In the wake of Philando Castile’s death at the hands of a police officer in Minnesota, much is being said about whether the National Rifle Association should have weighed in.
Castile was a black man in Minnesota who was killed by officer Jeronimo Yanez at a traffic stop for a broken tail light. He was a gun owner who was legally licensed to carry a firearm and he informed Officer Yanez of this fact. At which point Castile was told not to reach for his gun, but also to produce his license.
Conflicting commands by a police officer, compounded by the officer’s fear led to Castile being shot at seven times.
A Minnesota jury acquitted Yanez of second-degree manslaughter and endangering safety by discharging a firearm. People are upset by this verdict and they’re right to be. Now that the facts of the case are known, it certainly looks like a miscarriage of justice. Which brings us to the NRA.
The National Rifle Association is the nation’s pre-eminent (and if you are a supporter of the Second Amendment, least nutty) civil rights group defending the rights of Americans to keep and bear arms. But how and where they defend the Second Amendment varies. After the jury acquitted Jeronimo Yanez, many hot takes were issued on the Internet. The underlying complaint in all of them was that the NRA should have spoken out on behalf of Castile. Or, as Reason put it, the NRA had “shun[ned] a Second Amendment martyr.”
Yet while these criticisms make sense superficially, they’re actually criticisms of an alternate-universe NRA that doesn’t exist. And what’s more, they’re criticisms of an NRA that we shouldn’t want to exist.

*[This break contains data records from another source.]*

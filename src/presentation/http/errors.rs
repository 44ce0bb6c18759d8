use axum::{
    Json,
    http::StatusCode,
    response::{IntoResponse, Response},
};

#[derive(Debug)]
pub enum AppError {
    BadRequest(String),
    DispatchFailed(String),
}

impl IntoResponse for AppError {
    fn into_response(self) -> Response {
        let (status, message) = match self {
            AppError::BadRequest(msg) => (StatusCode::BAD_REQUEST, msg),
            AppError::DispatchFailed(msg) => (StatusCode::BAD_GATEWAY, msg),
        };

        (status, Json(serde_json::json!({ "error": message }))).into_response()
    }
}
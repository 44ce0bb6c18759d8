use std::sync::Arc;

use crate::{
    application::{
        ports::{CompletionProvider, EmbeddingProvider, TracingEventSink},
        services::{
            AgentDispatcher, RetrievalTool, RuleBasedRouter, SimilaritySearchService,
            SqlSearchTool, SqlTranslationService, ToolRegistry, VectorSearchTool,
        },
    },
    domain::repositories::InvoiceRepository,
    infrastructure::{
        database::{
            DbPool, PostgresInvoiceRepository, create_connection_pool,
            get_connection_from_pool, run_migrations,
        },
        external_services::AzureOpenAiClient,
    },
};

/// All long-lived state, constructed once at startup and passed down
/// explicitly. The pool and the HTTP client are the only shared resources;
/// everything else is stateless per request.
pub struct AppContainer {
    pub db_pool: DbPool,
    pub embedding_provider: Arc<dyn EmbeddingProvider>,
    pub dispatcher: Arc<AgentDispatcher>,
}

impl AppContainer {
    pub fn new() -> Result<Self, Box<dyn std::error::Error>> {
        let db_pool = create_connection_pool()?;
        let mut conn = get_connection_from_pool(&db_pool)?;
        run_migrations(&mut conn)?;
        drop(conn);

        let openai_client = Arc::new(AzureOpenAiClient::from_env()?);
        let completion_provider: Arc<dyn CompletionProvider> = openai_client.clone();
        let embedding_provider: Arc<dyn EmbeddingProvider> = openai_client;

        let invoice_repository: Arc<dyn InvoiceRepository> =
            Arc::new(PostgresInvoiceRepository::new(db_pool.clone()));

        let sql_translation = Arc::new(SqlTranslationService::new(
            completion_provider,
            invoice_repository.clone(),
        ));
        let similarity_search = Arc::new(SimilaritySearchService::new(
            embedding_provider.clone(),
            invoice_repository,
        ));

        let registry = ToolRegistry::new(vec![
            Arc::new(SqlSearchTool::new(sql_translation)) as Arc<dyn RetrievalTool>,
            Arc::new(VectorSearchTool::new(similarity_search)),
        ]);

        let dispatcher = Arc::new(AgentDispatcher::new(
            Arc::new(RuleBasedRouter),
            registry,
            Arc::new(TracingEventSink),
        ));

        Ok(Self {
            db_pool,
            embedding_provider,
            dispatcher,
        })
    }
}
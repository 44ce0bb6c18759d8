use async_trait::async_trait;
use diesel::prelude::*;
use diesel::sql_types::{BigInt, Double, Integer, Json, Text};
use pgvector::Vector;

use crate::domain::entities::InvoiceProjection;
use crate::domain::repositories::{
    InvoiceRepository, InvoiceRepositoryError, ScoredInvoice, SimilarityPage,
};
use crate::infrastructure::database::{DbPool, get_connection_from_pool};

/// Distance-ranked page plus the under-threshold total, from one statement.
/// The window count sees every row passing the WHERE filter, so the count and
/// the page cannot drift apart under concurrent writes. The comparison is
/// strict, which keeps a zero threshold an exact empty result.
const SIMILARITY_PAGE_SQL: &str = r#"
SELECT
    "ID" AS invoice_id,
    "FiscalWeekBeginDate" AS fiscal_week_begin_date,
    "Invoice Date" AS invoice_date,
    "Region" AS region,
    "Facility Name" AS facility_name,
    "Branch Id" AS branch_id,
    "Channel" AS channel,
    "soldto_name" AS soldto_name,
    "shipto_name" AS shipto_name,
    "Product Type" AS product_type,
    "Major Code" AS major_code,
    "Major Desc" AS major_desc,
    "Mid Code" AS mid_code,
    "Mid Desc" AS mid_desc,
    "Minor Code" AS minor_code,
    "Minor Desc" AS minor_desc,
    "Item" AS item,
    "Item Desc" AS item_desc,
    "Sales" AS sales,
    "Gross Profit" AS gross_profit,
    "GM Percent" AS gm_percent,
    "TLE" AS tle,
    (embedding <=> $1) AS distance,
    COUNT(*) OVER () AS total_relevant_count
FROM invoices
WHERE embedding IS NOT NULL
  AND (embedding <=> $1) < $2
ORDER BY distance ASC
LIMIT $3
"#;

#[derive(QueryableByName)]
struct JsonRows {
    #[diesel(sql_type = Json)]
    rows: serde_json::Value,
}

#[derive(QueryableByName)]
struct InvoiceDistanceRow {
    #[diesel(sql_type = Integer)]
    invoice_id: i32,
    #[diesel(sql_type = Text)]
    fiscal_week_begin_date: String,
    #[diesel(sql_type = Text)]
    invoice_date: String,
    #[diesel(sql_type = Text)]
    region: String,
    #[diesel(sql_type = Text)]
    facility_name: String,
    #[diesel(sql_type = Text)]
    branch_id: String,
    #[diesel(sql_type = Text)]
    channel: String,
    #[diesel(sql_type = Text)]
    soldto_name: String,
    #[diesel(sql_type = Text)]
    shipto_name: String,
    #[diesel(sql_type = Text)]
    product_type: String,
    #[diesel(sql_type = Text)]
    major_code: String,
    #[diesel(sql_type = Text)]
    major_desc: String,
    #[diesel(sql_type = Text)]
    mid_code: String,
    #[diesel(sql_type = Text)]
    mid_desc: String,
    #[diesel(sql_type = Text)]
    minor_code: String,
    #[diesel(sql_type = Text)]
    minor_desc: String,
    #[diesel(sql_type = Text)]
    item: String,
    #[diesel(sql_type = Text)]
    item_desc: String,
    #[diesel(sql_type = Double)]
    sales: f64,
    #[diesel(sql_type = Double)]
    gross_profit: f64,
    #[diesel(sql_type = Double)]
    gm_percent: f64,
    #[diesel(sql_type = Double)]
    tle: f64,
    #[diesel(sql_type = Double)]
    distance: f64,
    #[diesel(sql_type = BigInt)]
    total_relevant_count: i64,
}

impl From<InvoiceDistanceRow> for ScoredInvoice {
    fn from(row: InvoiceDistanceRow) -> Self {
        ScoredInvoice {
            invoice: InvoiceProjection {
                invoice_id: row.invoice_id,
                fiscal_week_begin_date: row.fiscal_week_begin_date,
                invoice_date: row.invoice_date,
                region: row.region,
                facility_name: row.facility_name,
                branch_id: row.branch_id,
                channel: row.channel,
                soldto_name: row.soldto_name,
                shipto_name: row.shipto_name,
                product_type: row.product_type,
                major_code: row.major_code,
                major_desc: row.major_desc,
                mid_code: row.mid_code,
                mid_desc: row.mid_desc,
                minor_code: row.minor_code,
                minor_desc: row.minor_desc,
                item: row.item,
                item_desc: row.item_desc,
                sales: row.sales,
                gross_profit: row.gross_profit,
                gm_percent: row.gm_percent,
                tle: row.tle,
            },
            distance: row.distance,
        }
    }
}

/// Wraps a generated statement so arbitrary projections and aggregates come
/// back as one JSON array, shaped by the database rather than the client.
fn wrap_as_json_rows(statement: &str) -> String {
    format!(
        "SELECT coalesce(json_agg(row_to_json(sub)), '[]'::json) AS rows FROM ({}) AS sub",
        statement
    )
}

pub struct PostgresInvoiceRepository {
    pool: DbPool,
}

impl PostgresInvoiceRepository {
    pub fn new(pool: DbPool) -> Self {
        Self { pool }
    }
}

#[async_trait]
impl InvoiceRepository for PostgresInvoiceRepository {
    async fn execute_readonly(
        &self,
        statement: &str,
    ) -> Result<serde_json::Value, InvoiceRepositoryError> {
        let mut conn = get_connection_from_pool(&self.pool)
            .map_err(|e| InvoiceRepositoryError::PoolError(e.to_string()))?;

        let wrapped = wrap_as_json_rows(statement);

        let result = conn
            .transaction::<JsonRows, diesel::result::Error, _>(|conn| {
                diesel::sql_query("SET TRANSACTION READ ONLY").execute(conn)?;
                diesel::sql_query(&wrapped).get_result(conn)
            })
            .map_err(|e| InvoiceRepositoryError::QueryError(e.to_string()))?;

        Ok(result.rows)
    }

    async fn similarity_page(
        &self,
        query_embedding: Vector,
        max_distance: f32,
        limit: i64,
    ) -> Result<SimilarityPage, InvoiceRepositoryError> {
        let mut conn = get_connection_from_pool(&self.pool)
            .map_err(|e| InvoiceRepositoryError::PoolError(e.to_string()))?;

        let rows = diesel::sql_query(SIMILARITY_PAGE_SQL)
            .bind::<pgvector::sql_types::Vector, _>(query_embedding)
            .bind::<Double, _>(f64::from(max_distance))
            .bind::<BigInt, _>(limit)
            .load::<InvoiceDistanceRow>(&mut conn)
            .map_err(|e| InvoiceRepositoryError::QueryError(e.to_string()))?;

        let total_relevant_count = rows
            .first()
            .map(|row| row.total_relevant_count)
            .unwrap_or(0);

        Ok(SimilarityPage {
            results: rows.into_iter().map(ScoredInvoice::from).collect(),
            total_relevant_count,
        })
    }
}

#[cfg(test)]
mod tests {
    use super::*;

    #[test]
    fn wraps_generated_statements_as_json() {
        let wrapped = wrap_as_json_rows("SELECT \"Region\" FROM invoices");
        assert_eq!(
            wrapped,
            "SELECT coalesce(json_agg(row_to_json(sub)), '[]'::json) AS rows \
             FROM (SELECT \"Region\" FROM invoices) AS sub"
        );
    }

    #[test]
    fn similarity_statement_counts_and_pages_together() {
        // Count and page must come from one execution, with a strict
        // threshold comparison and ascending distance order.
        assert!(SIMILARITY_PAGE_SQL.contains("COUNT(*) OVER () AS total_relevant_count"));
        assert!(SIMILARITY_PAGE_SQL.contains("(embedding <=> $1) < $2"));
        assert!(SIMILARITY_PAGE_SQL.contains("ORDER BY distance ASC"));
        assert!(SIMILARITY_PAGE_SQL.contains("LIMIT $3"));
        // The raw embedding never joins a projection.
        assert!(!SIMILARITY_PAGE_SQL.contains("embedding AS"));
    }
}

For starters, the Castile case was incredibly atypical. In 2017 (so far) 460 people have been shot and killed by police, according to the Washington Post. (During which time 62 officers have died in the line of duty, though not all of them in shootings.) And according to the Violence Policy Center, in the last decade, 18 law enforcement officers have been killed by individuals with concealed handgun licenses, who typically commit crimes far less often than those who lack a license.
But concealed carry holders who were questionably shot and/or killed by police? No readily available statistic seems to be available. This is a very small category of incident. And in general, you shouldn’t try to conduct policy stemming from black-swan events. As the legal theorists say, hard cases make bad law.
But even when you zoom out to the general, the NRA is not in the business of talking about individual cases. There are tens of thousands of shootings a year in the United States, and the NRA comments on probably fewer than one percent of them, if at all. There’s a reason for that: It’s not what they do. Legal cases are complicated and can take months, or sometimes years, to play out.
The NRA’s focus isn’t on narrow individual cases, but on public policy. Whether you support it or oppose it, the NRA’s mission is to fight for Second Amendment rights broadly and let the legal system sort the individual cases out. The NRA only gets involved if a case (such as Heller or McDonald) can be used to further policy goals.
What could the NRA have done in this case, other than weigh in with a sympathetic PR statement? (Which, by the way, they did—days after the shooting and before all of the facts were known.) And how would comment from the NRA have advanced Second Amendment rights in the wake of Castile’s death? Would some new law the NRA would support have prevented or mitigated the chances of it happening? No.
The fundamental misunderstanding here is that people confuse the NRA (which is a policy shop with a lobbying arm, or vice versa, depending on your perspective) with the ACLU—which is a special-interest legal force designed to be deployed at the grassroots level.
In a case like Castile’s you want the ACLU approach. You want an organization to stand up and speak out against injustice. But the NRA isn’t that organization. And regardless of your politics, you shouldn’t want it to be.
Remember when the NRA got involved after the Newtown shooting? They did so in response to proposed legislation, and the left hated it. Do liberals want more of that kind of engagement? Not likely.
But what about conservatives, who make up most of the NRA’s dues-paying base? Would they want the NRA wading in to defend the rights of neo-nazis to openly carry firearms at a protest? Because that’s what an ACLU for gun owners would have to do.
If you have a constitutional amendment guaranteeing the right to bear arms, you’re going to have a group dedicated to defending it. And whatever your opinion of the Second Amendment, we’re all much better off with the NRA we have than we would be with an NRA that behaved like the ACLU.